Source material ▸
★ ★ ★ ★ ★

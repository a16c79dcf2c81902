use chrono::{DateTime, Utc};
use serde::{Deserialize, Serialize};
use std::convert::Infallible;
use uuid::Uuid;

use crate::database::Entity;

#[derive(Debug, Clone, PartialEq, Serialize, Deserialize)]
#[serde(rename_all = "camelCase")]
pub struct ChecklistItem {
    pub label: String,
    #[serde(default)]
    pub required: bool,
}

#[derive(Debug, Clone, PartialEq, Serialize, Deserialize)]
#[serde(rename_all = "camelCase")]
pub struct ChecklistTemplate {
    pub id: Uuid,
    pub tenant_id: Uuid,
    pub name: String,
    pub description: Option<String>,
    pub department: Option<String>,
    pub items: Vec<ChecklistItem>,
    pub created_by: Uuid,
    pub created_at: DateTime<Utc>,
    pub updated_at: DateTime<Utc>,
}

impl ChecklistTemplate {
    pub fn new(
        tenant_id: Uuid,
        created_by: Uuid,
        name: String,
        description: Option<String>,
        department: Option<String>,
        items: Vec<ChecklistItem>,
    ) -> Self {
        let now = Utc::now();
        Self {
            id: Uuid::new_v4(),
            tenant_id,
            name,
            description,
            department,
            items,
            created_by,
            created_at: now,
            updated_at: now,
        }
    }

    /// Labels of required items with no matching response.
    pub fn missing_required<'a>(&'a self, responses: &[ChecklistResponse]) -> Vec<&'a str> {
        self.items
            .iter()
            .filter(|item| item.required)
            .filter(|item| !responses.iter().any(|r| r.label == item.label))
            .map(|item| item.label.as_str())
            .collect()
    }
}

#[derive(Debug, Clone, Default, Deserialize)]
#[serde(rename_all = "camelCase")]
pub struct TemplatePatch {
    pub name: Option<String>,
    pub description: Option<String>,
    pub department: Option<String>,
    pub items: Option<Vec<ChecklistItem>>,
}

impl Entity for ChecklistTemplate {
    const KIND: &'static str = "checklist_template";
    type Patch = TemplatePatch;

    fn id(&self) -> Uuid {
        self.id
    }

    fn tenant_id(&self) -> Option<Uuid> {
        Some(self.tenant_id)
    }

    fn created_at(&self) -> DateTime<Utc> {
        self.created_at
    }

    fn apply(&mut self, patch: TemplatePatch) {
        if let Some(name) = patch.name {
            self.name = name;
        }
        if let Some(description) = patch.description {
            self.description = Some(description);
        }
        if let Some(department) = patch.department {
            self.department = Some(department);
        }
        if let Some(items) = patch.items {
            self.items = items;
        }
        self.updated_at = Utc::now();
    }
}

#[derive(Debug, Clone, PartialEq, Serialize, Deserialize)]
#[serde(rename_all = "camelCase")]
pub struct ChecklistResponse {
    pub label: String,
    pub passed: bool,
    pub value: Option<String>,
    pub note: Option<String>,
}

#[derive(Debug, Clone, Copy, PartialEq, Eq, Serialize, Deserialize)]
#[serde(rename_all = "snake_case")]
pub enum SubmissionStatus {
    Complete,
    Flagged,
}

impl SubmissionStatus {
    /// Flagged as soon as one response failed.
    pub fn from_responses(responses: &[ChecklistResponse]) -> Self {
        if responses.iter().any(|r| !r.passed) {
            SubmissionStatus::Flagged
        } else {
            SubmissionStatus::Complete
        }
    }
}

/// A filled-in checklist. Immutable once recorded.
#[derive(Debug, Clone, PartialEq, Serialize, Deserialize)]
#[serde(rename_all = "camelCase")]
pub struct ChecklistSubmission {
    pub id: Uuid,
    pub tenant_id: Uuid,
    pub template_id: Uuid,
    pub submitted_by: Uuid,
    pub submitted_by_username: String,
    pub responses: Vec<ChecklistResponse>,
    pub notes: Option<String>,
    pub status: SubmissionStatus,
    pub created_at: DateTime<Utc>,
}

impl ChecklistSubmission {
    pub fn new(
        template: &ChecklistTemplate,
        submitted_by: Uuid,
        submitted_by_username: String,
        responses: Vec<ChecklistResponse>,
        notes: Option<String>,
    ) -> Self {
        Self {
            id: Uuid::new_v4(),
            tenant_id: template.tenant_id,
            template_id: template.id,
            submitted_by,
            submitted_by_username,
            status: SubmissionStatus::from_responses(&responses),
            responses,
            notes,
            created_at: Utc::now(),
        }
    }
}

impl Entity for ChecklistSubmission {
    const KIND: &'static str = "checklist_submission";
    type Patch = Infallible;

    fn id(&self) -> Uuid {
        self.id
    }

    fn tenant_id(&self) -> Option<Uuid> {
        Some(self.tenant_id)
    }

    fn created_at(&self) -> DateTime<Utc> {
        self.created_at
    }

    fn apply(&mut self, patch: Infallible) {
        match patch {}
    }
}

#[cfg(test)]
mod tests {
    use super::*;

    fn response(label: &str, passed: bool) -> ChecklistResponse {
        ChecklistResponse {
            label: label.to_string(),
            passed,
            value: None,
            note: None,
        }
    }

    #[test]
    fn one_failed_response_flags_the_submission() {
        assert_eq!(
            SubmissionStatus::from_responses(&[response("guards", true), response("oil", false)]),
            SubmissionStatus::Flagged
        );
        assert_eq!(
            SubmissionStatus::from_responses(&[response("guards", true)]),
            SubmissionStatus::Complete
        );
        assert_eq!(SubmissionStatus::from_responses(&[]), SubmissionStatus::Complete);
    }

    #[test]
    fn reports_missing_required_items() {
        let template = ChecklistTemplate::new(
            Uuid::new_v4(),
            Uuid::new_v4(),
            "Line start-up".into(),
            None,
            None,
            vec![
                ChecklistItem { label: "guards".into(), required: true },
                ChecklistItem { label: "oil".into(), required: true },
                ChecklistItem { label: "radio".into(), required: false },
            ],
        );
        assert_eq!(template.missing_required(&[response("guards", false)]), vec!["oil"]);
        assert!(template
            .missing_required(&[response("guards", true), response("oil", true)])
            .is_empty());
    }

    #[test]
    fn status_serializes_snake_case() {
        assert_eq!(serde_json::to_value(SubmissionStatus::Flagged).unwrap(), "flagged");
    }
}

★ ★ ★ ★ ★

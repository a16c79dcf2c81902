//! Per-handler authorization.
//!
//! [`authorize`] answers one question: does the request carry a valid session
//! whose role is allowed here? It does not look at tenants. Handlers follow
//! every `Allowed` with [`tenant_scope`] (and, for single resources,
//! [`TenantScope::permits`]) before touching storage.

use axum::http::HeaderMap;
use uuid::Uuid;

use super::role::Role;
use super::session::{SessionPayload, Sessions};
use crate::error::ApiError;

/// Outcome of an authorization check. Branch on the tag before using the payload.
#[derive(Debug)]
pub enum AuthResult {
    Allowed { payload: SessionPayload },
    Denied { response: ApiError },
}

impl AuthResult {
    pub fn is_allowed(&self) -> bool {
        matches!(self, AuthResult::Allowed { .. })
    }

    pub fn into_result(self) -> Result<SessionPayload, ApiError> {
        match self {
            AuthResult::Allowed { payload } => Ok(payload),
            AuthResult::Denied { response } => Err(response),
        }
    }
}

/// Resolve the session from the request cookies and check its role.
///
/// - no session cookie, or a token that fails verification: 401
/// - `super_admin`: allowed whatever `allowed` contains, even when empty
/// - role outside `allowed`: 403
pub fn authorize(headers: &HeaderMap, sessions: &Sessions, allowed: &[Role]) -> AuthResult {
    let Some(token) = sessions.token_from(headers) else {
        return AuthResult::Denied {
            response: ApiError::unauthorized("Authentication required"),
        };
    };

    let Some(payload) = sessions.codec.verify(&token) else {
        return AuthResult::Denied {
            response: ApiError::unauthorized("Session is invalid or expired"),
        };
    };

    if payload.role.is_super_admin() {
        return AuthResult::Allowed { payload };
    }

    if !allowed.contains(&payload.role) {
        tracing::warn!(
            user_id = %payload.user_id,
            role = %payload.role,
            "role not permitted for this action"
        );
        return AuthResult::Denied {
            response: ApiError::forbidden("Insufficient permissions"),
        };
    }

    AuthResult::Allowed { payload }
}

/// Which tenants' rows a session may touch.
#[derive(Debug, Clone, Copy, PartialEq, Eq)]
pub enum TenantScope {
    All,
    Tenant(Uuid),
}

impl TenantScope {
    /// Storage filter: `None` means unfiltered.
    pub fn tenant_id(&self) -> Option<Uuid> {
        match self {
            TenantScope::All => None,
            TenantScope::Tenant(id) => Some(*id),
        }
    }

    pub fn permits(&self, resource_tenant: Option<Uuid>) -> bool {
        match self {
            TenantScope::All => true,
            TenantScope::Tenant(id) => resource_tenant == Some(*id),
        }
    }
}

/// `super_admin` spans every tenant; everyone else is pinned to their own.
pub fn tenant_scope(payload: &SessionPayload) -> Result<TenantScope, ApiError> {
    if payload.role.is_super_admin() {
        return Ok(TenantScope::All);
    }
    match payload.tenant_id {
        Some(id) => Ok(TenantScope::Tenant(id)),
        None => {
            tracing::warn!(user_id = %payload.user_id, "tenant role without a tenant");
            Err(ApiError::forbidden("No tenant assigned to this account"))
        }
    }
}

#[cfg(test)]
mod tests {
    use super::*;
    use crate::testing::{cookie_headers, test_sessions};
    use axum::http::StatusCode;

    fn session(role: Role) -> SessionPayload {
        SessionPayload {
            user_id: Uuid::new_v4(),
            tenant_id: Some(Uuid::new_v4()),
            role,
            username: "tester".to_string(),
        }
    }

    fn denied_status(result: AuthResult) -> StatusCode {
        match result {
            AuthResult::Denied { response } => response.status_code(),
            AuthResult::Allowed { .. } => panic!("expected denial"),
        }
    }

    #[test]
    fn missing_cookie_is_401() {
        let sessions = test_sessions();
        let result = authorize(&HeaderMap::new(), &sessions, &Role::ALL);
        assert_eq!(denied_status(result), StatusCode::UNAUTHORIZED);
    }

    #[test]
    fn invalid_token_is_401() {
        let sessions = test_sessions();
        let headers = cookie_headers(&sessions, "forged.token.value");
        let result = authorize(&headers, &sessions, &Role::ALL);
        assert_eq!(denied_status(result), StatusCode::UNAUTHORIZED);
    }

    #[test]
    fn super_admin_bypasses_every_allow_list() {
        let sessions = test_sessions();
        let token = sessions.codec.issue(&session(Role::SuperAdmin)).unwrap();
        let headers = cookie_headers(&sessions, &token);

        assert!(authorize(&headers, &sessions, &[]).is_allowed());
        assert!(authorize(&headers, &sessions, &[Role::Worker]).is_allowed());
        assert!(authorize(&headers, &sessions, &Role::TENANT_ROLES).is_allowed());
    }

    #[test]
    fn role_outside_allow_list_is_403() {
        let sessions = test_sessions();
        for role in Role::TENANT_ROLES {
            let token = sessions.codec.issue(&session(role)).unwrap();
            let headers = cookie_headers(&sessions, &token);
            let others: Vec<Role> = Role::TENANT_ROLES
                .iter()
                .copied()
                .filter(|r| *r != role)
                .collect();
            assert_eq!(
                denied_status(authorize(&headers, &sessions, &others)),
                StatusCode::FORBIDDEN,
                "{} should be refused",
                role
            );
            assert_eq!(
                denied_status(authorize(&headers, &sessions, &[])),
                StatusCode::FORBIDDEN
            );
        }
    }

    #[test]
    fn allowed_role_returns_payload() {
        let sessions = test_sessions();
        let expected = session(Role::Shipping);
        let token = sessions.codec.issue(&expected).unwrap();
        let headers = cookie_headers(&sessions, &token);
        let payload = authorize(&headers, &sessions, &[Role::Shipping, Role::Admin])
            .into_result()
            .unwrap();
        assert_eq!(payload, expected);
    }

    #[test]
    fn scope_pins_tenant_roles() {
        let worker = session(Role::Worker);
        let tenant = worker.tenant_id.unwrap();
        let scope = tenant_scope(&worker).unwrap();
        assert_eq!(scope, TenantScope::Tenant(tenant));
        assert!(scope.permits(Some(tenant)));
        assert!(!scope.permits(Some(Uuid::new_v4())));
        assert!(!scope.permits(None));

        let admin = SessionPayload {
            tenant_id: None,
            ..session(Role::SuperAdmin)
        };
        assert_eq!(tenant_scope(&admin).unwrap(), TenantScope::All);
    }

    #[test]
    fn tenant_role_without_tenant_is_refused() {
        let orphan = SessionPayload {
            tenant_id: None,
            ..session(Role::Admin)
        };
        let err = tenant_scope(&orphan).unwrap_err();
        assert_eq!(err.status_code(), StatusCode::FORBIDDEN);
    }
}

★ ★ ★ ★ ★

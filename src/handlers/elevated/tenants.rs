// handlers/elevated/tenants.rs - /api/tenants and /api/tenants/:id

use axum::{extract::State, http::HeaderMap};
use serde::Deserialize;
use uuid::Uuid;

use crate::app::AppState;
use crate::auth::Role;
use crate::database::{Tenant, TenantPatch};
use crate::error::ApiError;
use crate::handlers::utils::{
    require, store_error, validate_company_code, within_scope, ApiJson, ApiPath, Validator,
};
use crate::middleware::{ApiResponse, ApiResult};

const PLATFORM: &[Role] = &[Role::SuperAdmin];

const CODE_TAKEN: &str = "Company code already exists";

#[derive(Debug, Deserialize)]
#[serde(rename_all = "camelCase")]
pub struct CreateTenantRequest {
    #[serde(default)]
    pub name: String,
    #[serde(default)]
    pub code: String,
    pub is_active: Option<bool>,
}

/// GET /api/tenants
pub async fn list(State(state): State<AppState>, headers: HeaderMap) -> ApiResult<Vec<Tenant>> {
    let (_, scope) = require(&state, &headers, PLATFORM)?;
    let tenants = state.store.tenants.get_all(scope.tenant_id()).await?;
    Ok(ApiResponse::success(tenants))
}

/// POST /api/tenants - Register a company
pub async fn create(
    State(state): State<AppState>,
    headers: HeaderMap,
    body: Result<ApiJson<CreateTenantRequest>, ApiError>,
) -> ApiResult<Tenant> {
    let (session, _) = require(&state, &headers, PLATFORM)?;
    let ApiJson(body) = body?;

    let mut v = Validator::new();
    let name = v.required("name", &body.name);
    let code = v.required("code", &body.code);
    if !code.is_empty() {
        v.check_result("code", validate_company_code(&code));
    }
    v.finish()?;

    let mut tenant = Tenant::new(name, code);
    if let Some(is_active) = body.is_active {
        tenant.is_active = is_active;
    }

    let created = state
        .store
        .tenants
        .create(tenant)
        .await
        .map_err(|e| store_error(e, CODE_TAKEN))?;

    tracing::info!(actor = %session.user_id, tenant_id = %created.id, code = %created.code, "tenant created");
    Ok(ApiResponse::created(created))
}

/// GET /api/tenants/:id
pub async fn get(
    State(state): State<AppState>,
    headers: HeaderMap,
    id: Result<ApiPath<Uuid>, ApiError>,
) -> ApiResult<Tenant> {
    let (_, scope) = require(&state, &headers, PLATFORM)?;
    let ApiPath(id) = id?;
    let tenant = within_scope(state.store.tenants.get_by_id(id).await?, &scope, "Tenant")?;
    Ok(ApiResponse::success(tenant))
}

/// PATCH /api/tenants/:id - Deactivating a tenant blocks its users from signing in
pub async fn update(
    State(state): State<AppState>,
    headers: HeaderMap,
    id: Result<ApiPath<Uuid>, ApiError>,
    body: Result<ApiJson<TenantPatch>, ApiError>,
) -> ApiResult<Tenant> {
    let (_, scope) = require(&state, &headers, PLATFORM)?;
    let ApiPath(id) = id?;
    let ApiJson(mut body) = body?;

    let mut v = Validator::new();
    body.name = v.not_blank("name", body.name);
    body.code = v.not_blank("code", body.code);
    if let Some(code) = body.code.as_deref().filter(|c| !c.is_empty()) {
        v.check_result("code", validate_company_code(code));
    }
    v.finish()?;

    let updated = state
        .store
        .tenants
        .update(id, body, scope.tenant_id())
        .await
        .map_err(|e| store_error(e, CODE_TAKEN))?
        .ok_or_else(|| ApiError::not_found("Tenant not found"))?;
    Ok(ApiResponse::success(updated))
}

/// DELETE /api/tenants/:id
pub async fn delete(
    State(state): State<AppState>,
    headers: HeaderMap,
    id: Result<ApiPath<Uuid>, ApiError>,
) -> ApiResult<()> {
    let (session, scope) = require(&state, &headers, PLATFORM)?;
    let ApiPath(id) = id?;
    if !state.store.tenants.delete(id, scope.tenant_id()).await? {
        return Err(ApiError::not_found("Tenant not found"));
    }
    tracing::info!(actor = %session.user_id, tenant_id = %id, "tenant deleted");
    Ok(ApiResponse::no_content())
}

★ ★ ★ ★ ★

Assigned task ▸
Lines in the records above that contain the word "ApiResponse" need to be counted; the reply is that number and nothing else.

Written solution ▸
6